Namun, alih-alih sukses, tiga cabang Srimulat itu rontok perlahan. Srimulat Jakarta dan Semarang terlilit hutang dan pendapatan grup Surabaya terus menurun karena sepi penonton. Hal itu disebabkan renovasi Taman Hiburan Rakyat, gedung tempat mereka biasa tampil, yang tersendat.
Teguh sesungguhnya tidak ingin terlalu ikut campur lagi, tapi ia juga tidak bisa berpangku tangan melihat Srimulat jatuh.
Akhirnya ia mulai membangkitkan Ketoprak Budoyo Jati milik Gepeng, salah satu bintang Srimulat. Ia membeli semua perlengkapan dan peralatan yang dulu ia pernah jual ke ketoprak itu. Teguh tidak bisa tidak memikirkan Srimulat ketika Ketoprak Budoyo Jati sukses.
Namun apa daya kondisi Srimulat Semarang makin parah dengan utang yang menumpuk. Akhirnya pada 6 November 1988 ia memerintahkan Sarjito untuk membubarkan Srimulat Semarang.
 Gedung Aneka Ria Srimulat yang berlokasi di kawasan Senayan. (Dok. Srimulat Jakarta) |
Setali tiga uang, nasib Srimulat Jakarta sama seperti Srimulat Semarang. Utang mereka terus membengkak meski semua pemain selalu mencoba untuk bangkit. Mereka pun bubar pada 1989. Hanya Srimulat Surabaya yang bertahan, meski kembang kempis.
Keputusan membubarkan itu memang diambil Teguh seorang diri. Di masa-masa sulit itu, Teguh Slamet juga tetap enggan membagi banyak masalah di pikirannya.
Selain soal keinginan menamatkan Srimulat, Teguh juga bertindak sendiri saat memecat Freddy Aris alias Gepeng, sang magnet penonton di atas panggung Srimulat.
Kegundahan dan dilema yang dipendam sendiri oleh Teguh ini membuatnya rentan sakit.

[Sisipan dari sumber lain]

//! SHAKE adapters for the `kyber-math` sampling capabilities.
//!
//! | Kyber name | Primitive | Adapter |
//! |------------|-----------|---------|
//! | **PRF**    | SHAKE-256 | [`Shake256Prf`] |
//! | **XOF**    | SHAKE-128 | [`Shake128Xof`] |
//!
//! Both are stateless unit structs; the XOF hands out a fresh
//! [`Shake128Stream`] per matrix entry.

#![no_std]
#![deny(unsafe_code)]

use kyber_math::{Error, Prf, Xof, XofReader, SYMBYTES, XOF_BLOCK_BYTES};
use sha3::{
    digest::{ExtendableOutput, Update, XofReader as DigestReader},
    Shake128, Shake128Reader, Shake256,
};

pub const SHAKE128_RATE: usize = 168;
pub const SHAKE256_RATE: usize = 136;

const _: () = assert!(SHAKE128_RATE == XOF_BLOCK_BYTES);

/// One-shot SHAKE-128 of `input`, squeezed into `out`.
pub fn shake128(input: &[u8], out: &mut [u8]) {
    let mut h = Shake128::default();
    Update::update(&mut h, input);
    h.finalize_xof().read(out);
}

/// One-shot SHAKE-256 of `input`, squeezed into `out`.
pub fn shake256(input: &[u8], out: &mut [u8]) {
    let mut h = Shake256::default();
    Update::update(&mut h, input);
    h.finalize_xof().read(out);
}

/// `PRF(seed, nonce) = SHAKE-256(seed ‖ nonce)`.
#[derive(Debug, Clone, Copy, Default)]
pub struct Shake256Prf;

impl Prf for Shake256Prf {
    fn prf(&self, seed: &[u8; SYMBYTES], nonce: u8, out: &mut [u8]) -> Result<(), Error> {
        let mut h = Shake256::default();
        Update::update(&mut h, seed);
        Update::update(&mut h, &[nonce]);
        h.finalize_xof().read(out);
        Ok(())
    }
}

/// `XOF(seed, x, y) = SHAKE-128(seed ‖ x ‖ y)`.
#[derive(Debug, Clone, Copy, Default)]
pub struct Shake128Xof;

/// Squeeze side of an absorbed SHAKE-128 instance.
pub struct Shake128Stream(Shake128Reader);

impl core::fmt::Debug for Shake128Stream {
    fn fmt(&self, f: &mut core::fmt::Formatter<'_>) -> core::fmt::Result {
        f.debug_struct("Shake128Stream").finish_non_exhaustive()
    }
}

impl XofReader for Shake128Stream {
    #[inline]
    fn squeeze_block(&mut self, block: &mut [u8; XOF_BLOCK_BYTES]) -> Result<(), Error> {
        self.0.read(block);
        Ok(())
    }
}

impl Xof for Shake128Xof {
    type Reader = Shake128Stream;

    fn absorb(&self, seed: &[u8; SYMBYTES], x: u8, y: u8) -> Result<Shake128Stream, Error> {
        let mut h = Shake128::default();
        Update::update(&mut h, seed);
        Update::update(&mut h, &[x, y]);
        Ok(Shake128Stream(h.finalize_xof()))
    }
}

#[cfg(test)]
mod tests {
    use super::*;

    #[test]
    fn shake_empty_input() {
        let mut out = [0u8; 16];
        shake128(&[], &mut out);
        assert_eq!(
            out,
            [
                0x7f, 0x9c, 0x2b, 0xa4, 0xe8, 0x8f, 0x82, 0x7d, 0x61, 0x60, 0x45, 0x50, 0x76,
                0x05, 0x85, 0x3e
            ]
        );
        shake256(&[], &mut out);
        assert_eq!(
            out,
            [
                0x46, 0xb9, 0xdd, 0x2b, 0x0b, 0xa8, 0x8d, 0x13, 0x23, 0x3b, 0x3f, 0xeb, 0x74,
                0x3e, 0xeb, 0x24
            ]
        );
    }

    #[test]
    fn xof_absorbs_seed_then_indices() {
        let mut stream = Shake128Xof.absorb(&[0u8; SYMBYTES], 1, 2).expect("absorb");
        let mut block = [0u8; XOF_BLOCK_BYTES];
        stream.squeeze_block(&mut block).expect("squeeze");
        assert_eq!(&block[..8], &[0x8a, 0x40, 0xe6, 0x07, 0x09, 0xb8, 0x8a, 0x08]);
    }

    #[test]
    fn xof_blocks_continue_the_stream() {
        let seed: [u8; SYMBYTES] = core::array::from_fn(|i| i as u8);
        let mut input = [0u8; SYMBYTES + 2];
        input[..SYMBYTES].copy_from_slice(&seed);
        input[SYMBYTES..].copy_from_slice(&[3, 0]);
        let mut expected = [0u8; 3 * XOF_BLOCK_BYTES];
        shake128(&input, &mut expected);

        let mut stream = Shake128Xof.absorb(&seed, 3, 0).expect("absorb");
        let mut block = [0u8; XOF_BLOCK_BYTES];
        for chunk in expected.chunks_exact(XOF_BLOCK_BYTES) {
            stream.squeeze_block(&mut block).expect("squeeze");
            assert_eq!(&block[..], chunk);
        }
    }

    #[test]
    fn prf_appends_nonce() {
        let seed: [u8; SYMBYTES] = core::array::from_fn(|i| i as u8);
        let mut out = [0u8; 8];
        Shake256Prf.prf(&seed, 7, &mut out).expect("prf");
        assert_eq!(out, [0xef, 0x0d, 0xb3, 0x22, 0x86, 0x29, 0xd8, 0xc1]);
    }
}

Buku Teguh Srimulat berpacu dalam Komedi dan Melodi karya Herry Gendut Janarto mencatat Teguh memiliki penyakit darah tinggi dan diabetes.
Dua penyakit itu memburuk ketika Teguh mendengar Gepeng meninggal dunia pada 16 Juni 1988.
Pada 1993, Teguh juga terserang stroke seperti yang tercatat dalam buku Tionghoa Dalam Indonesia Peran dan Kontribusi Bagi pembangunan Bangsa.
Teguh Slamet Rahardjo pun menghembuskan nafas terakhir pada 22 September 1996 dan membawa seluruh pemikirannya ke dalam pelukan ibu pertiwi.
Dia tak sempat melihat reuni Srimulat yang kemudian berujung pada era keemasan kedua di televisi, pada medio 1990-an. Televisi swasta yang sempat dianggap Teguh akan membunuh Srimulat justru juga sempat jadi tongkat penyelamat.
Tulisan ini merupakan bagian dari Liputan Khusus CNN Indonesia. Klik selengkapnya di sini: Srimulat Tak Pernah Tamat. (end/vws)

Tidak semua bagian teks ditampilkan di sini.